John M. Dickey, (1911-1990)
Architect for Salem City 1975 Market Street Restoration
Biographical Information

John M. Dickey essentially had two careers as an architect. He began his career without considerable interest in older architecture, instead concentrating on the construction of university and college buildings, for Lincoln University, Swarthmore College and Shippensburg State University and others. However, beginning in the 1960s his interests shifted to historic buildings; and he would become one of the foremost restoration architects in Philadelphia, responsible for the reconstruction of Old City Tavern in Philadelphia and for the restoration of such landmarks as Fort Mifflin, the Walnut Street Theater, and The Athenaeum of Philadelphia. Hailed in his obituary as "the dean of historical architects in this section of the country," John M. Dickey was valued both for his meticulous research and for his impact on younger architectural historians and would-be restoration architects.

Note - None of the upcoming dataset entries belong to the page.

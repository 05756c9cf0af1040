//! Snapshot persistence and the end-to-end driver.

mod common;

use common::*;
use todoist_updater::{Snapshot, Storage, Updater, UpdaterConfig};

#[test]
fn test_load_missing_file_yields_empty_snapshot() {
    let dir = tempfile::tempdir().unwrap();
    let storage = Storage::new(dir.path().join("missing.toml"));
    let snapshot = storage.load().unwrap();
    assert!(snapshot.projects.is_empty());
    assert!(snapshot.tasks.is_empty());
}

#[test]
fn test_save_and_load_round_trip() {
    let dir = tempfile::tempdir().unwrap();
    let path = dir.path().join("snapshot.toml");
    let storage = Storage::new(&path);

    let mut first = task("t1", "p1", None, 1, "Shower");
    first.due = Some(due_on("2026-03-15T07:30:00"));
    first.labels = vec!["::waiting".to_string()];
    let snapshot = Snapshot {
        projects: vec![project("p1", "Morning (-)")],
        tasks: vec![first, task("t2", "p1", None, 2, "Breakfast")],
    };
    storage.save(&snapshot).unwrap();

    let loaded = storage.load().unwrap();
    assert_eq!(loaded.projects.len(), 1);
    assert_eq!(loaded.projects[0].name, "Morning (-)");
    let t1 = loaded.task("t1").unwrap();
    assert_eq!(t1.due, Some(due_on("2026-03-15T07:30:00")));
    assert_eq!(t1.labels, vec!["::waiting"]);
    assert!(loaded.task("t2").unwrap().due.is_none());
}

#[test]
fn test_run_applies_the_plan_and_saves() {
    let dir = tempfile::tempdir().unwrap();
    let path = dir.path().join("snapshot.toml");
    let storage = Storage::new(&path);
    let snapshot = Snapshot {
        projects: vec![project("p1", "Home")],
        tasks: vec![
            task("par", "p1", None, 1, "Chores (=)"),
            task("dishes", "p1", Some("par"), 1, "Do the dishes"),
            task("laundry", "p1", Some("par"), 2, "Laundry"),
        ],
    };
    storage.save(&snapshot).unwrap();

    let updater = Updater::new(&path, UpdaterConfig::default());
    let summary = updater.run().unwrap();
    assert_eq!(summary.failed, 0);
    assert_eq!(summary.applied, summary.mutations.len());

    let saved = storage.load().unwrap();
    assert!(saved.task("par").unwrap().has_label("NoDate"));
    for id in ["dishes", "laundry"] {
        let t = saved.task(id).unwrap();
        assert!(t.due.is_some());
        assert!(!t.has_label("NoDate"));
    }

    // The applied state is a fixed point: a second run saves nothing new.
    let summary = updater.run().unwrap();
    assert!(summary.mutations.is_empty());
}

#[test]
fn test_plan_fails_on_structurally_broken_snapshot() {
    let dir = tempfile::tempdir().unwrap();
    let path = dir.path().join("snapshot.toml");
    let snapshot = Snapshot {
        projects: vec![project("p1", "Home")],
        tasks: vec![task("orphan", "p1", Some("ghost"), 1, "Orphan")],
    };
    Storage::new(&path).save(&snapshot).unwrap();

    let updater = Updater::new(&path, UpdaterConfig::default());
    assert!(updater.plan().is_err());
    // And run() refuses to touch the file.
    assert!(updater.run().is_err());
}

#[test]
fn test_custom_markers_and_label() {
    let dir = tempfile::tempdir().unwrap();
    let path = dir.path().join("snapshot.toml");
    let snapshot = Snapshot {
        projects: vec![project("p1", "Home")],
        tasks: vec![
            task("par", "p1", None, 1, "Chores //p"),
            task("dishes", "p1", Some("par"), 1, "Do the dishes"),
        ],
    };
    Storage::new(&path).save(&snapshot).unwrap();

    let config = UpdaterConfig {
        nodate_label: "Someday".to_string(),
        parallel_suffix: "//p".to_string(),
        serial_suffix: "//s".to_string(),
        ..Default::default()
    };
    let updater = Updater::new(&path, config);
    updater.run().unwrap();

    let saved = Storage::new(&path).load().unwrap();
    assert!(saved.task("par").unwrap().has_label("Someday"));
    assert!(saved.task("dishes").unwrap().due.is_some());
}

He was born in Chicago and was educated at Swarthmore College (1927-30) and Princeton University (A.B., 1933; M.F.A., 1935). Like many other young architects of the time, Dickey participated in the Beaux-Arts style competitions and won a first medal from the Beaux Arts Institute of Design in 1934. In 1938 he gained a Scholarship for Advanced Study at Princeton and eventually travelled abroad, studying city planning with Willem van Eesteren in Amsterdam.

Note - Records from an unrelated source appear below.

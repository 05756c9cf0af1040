//! File-based TOML persistence for snapshots.
//!
//! The snapshot file is the local stand-in for the store: something else
//! dumps the current Todoist state into it, this crate reads it, and in
//! execute mode writes the mutated state back.

use crate::model::Snapshot;
use anyhow::Result;
use std::fs;
use std::path::{Path, PathBuf};

/// Loads and saves a snapshot at a fixed path.
pub struct Storage {
    file_path: PathBuf,
}

impl Storage {
    pub fn new(file_path: impl AsRef<Path>) -> Self {
        Self {
            file_path: file_path.as_ref().to_path_buf(),
        }
    }

    /// Load the snapshot, or an empty one if the file does not exist yet.
    pub fn load(&self) -> Result<Snapshot> {
        if !self.file_path.exists() {
            return Ok(Snapshot::new());
        }

        let content = fs::read_to_string(&self.file_path)?;
        let snapshot: Snapshot = toml::from_str(&content)?;
        Ok(snapshot)
    }

    /// Write the snapshot back to disk.
    pub fn save(&self, snapshot: &Snapshot) -> Result<()> {
        let content = toml::to_string_pretty(snapshot)?;
        fs::write(&self.file_path, content)?;
        Ok(())
    }
}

Although he triumphed in the Beaux Arts Institute of Design competitions, he did not disdain office work and began his architectural apprenticeship with Holden, McLaughlin & Assocs. (1933-36). From 1937 to 1939 he operated as chief designer for T. H. Atherton and from 1943 to 1947 as chief architect for the H. M. Wilson Co. In 1947 he and William W. Price, son of William L. Price and nephew to Walter F. Price, both members of a distinguished Philadelphia architectural dynasty, set up an office together under the name Price & Dickey, operating as successors to Price & Walton, Walter Price's firm. The young firm continued the success gleaned from collegiate architecture that had been true for Price & Walton. Price & Dickey would endure until 1969.

By the 1960s, however, John Dickey was already involved in the restoration efforts which would be the hallmark of his later career. In 1970 he organized another firm (Dickey, Weissman, Chandler, Holt). John Dickey never retired, but continued his restoration work until the end of his life.